The relationship between the CSTE and the NFL hasn’t always been as rosy as it seems now. For years, the NFL continually dismissed the center’s efforts to bring its research on the dangers that athletes faces to the public fore.

A 2008 survey revealed that retired NFL players suffer from dementia, Alzheimer’s and memory-related illnesses at a much higher rate than most American males. However, even as evidence like this piled up against it, the NFL continued to deny any possible link.

That changed this year. This season the NFL implemented rules disallowing athletes who are even suspected of having suffered a concussion from participating in games or practices before being examined by a neurological expert independent of a team’s medical staff., Stern said.

The NFL also began airing public service announcements during game broadcasts aimed at educating young athletes about dealing with concussions.

“If you’re a player, protect yourself and your teammates. If you think you’re hurt, don’t hide it, report it. And take time to recover,” said one such NFL announcement aired last season.

While Stern stressed that education on the dangers of concussions is important, he made sure to reinforce how expensive the CSTE’s research is. The NFL’s donation, he said, will go a long way towards helping advance the center’s work, despite the research’s massive expenses.

“It’s an unrestricted gift, which means that it is to be used to support our overall research program, which means it’s not earmarked for any specific project,” he said. “We have so many needs for financial support in our research program. From our clinical research to our neuropathology, it’s just an endless amount of money that is required to do this kind of research.”

It was also important for the CSTE to accept the donation without compromising its research. Stern said that the center has “spent the last few months making sure that if we were going to receive the financial gift from the NFL, that there would be no strings attached.”

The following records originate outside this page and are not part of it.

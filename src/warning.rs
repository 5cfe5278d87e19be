// License: MIT

//! Recoverable conditions. These never unwind or abort: the offending call
//! becomes a no-op, the condition is logged, and the most recent one stays
//! readable alongside the function that raised it.

use eventline as el;

#[derive(Debug, Clone, Copy, PartialEq, Eq)]
pub enum Warning {
    PreemptiveWindowCreation,
    DoubleWindowCreation,
    PreemptiveWindowFree,
    PreemptivePanelCreation,
    DoublePanelCreation,
    PreemptivePanelFree,
    DoublePanelFree,
    NullHandle,
}

impl Warning {
    pub fn as_str(self) -> &'static str {
        match self {
            Warning::PreemptiveWindowCreation => "preemptive_window_creation",
            Warning::DoubleWindowCreation => "double_window_creation",
            Warning::PreemptiveWindowFree => "preemptive_window_free",
            Warning::PreemptivePanelCreation => "preemptive_panel_creation",
            Warning::DoublePanelCreation => "double_panel_creation",
            Warning::PreemptivePanelFree => "preemptive_panel_free",
            Warning::DoublePanelFree => "double_panel_free",
            Warning::NullHandle => "null_handle",
        }
    }
}

#[derive(Debug, Clone, Copy, PartialEq, Eq)]
pub struct Recorded {
    pub code: Warning,
    pub origin: &'static str,
}

#[derive(Debug, Default)]
pub struct WarningLog {
    last: Option<Recorded>,
}

impl WarningLog {
    pub fn report(&mut self, origin: &'static str, code: Warning) {
        el::warn!(
            "warning origin={origin} code={code}",
            origin = origin,
            code = code.as_str()
        );
        self.last = Some(Recorded { code, origin });
    }

    pub fn last(&self) -> Option<Recorded> {
        self.last
    }

    pub fn clear(&mut self) {
        self.last = None;
    }
}

#[cfg(test)]
mod tests {
    use super::*;

    #[test]
    fn last_warning_tracks_origin() {
        let mut log = WarningLog::default();
        assert!(log.last().is_none());

        log.report("create_panel", Warning::PreemptivePanelCreation);
        log.report("destroy_panel", Warning::DoublePanelFree);

        let last = log.last().unwrap();
        assert_eq!(last.code, Warning::DoublePanelFree);
        assert_eq!(last.origin, "destroy_panel");

        log.clear();
        assert!(log.last().is_none());
    }
}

With the NFL’s grant as well as federal funds and funds raised by BU’s School of Medicine, the CSTE is working toward understanding the effects of CTE to the point where it can develop ways of preventing it.

“The only way to truly diagnose CTE is looking at brain tissue after someone passes away,” Stern said. “And so the goal of this very large area of our research now is to be able to detect and diagnose CTE while someone’s alive, so then we can hopefully then be able to figure out how to create good treatments and eventually prevent it.”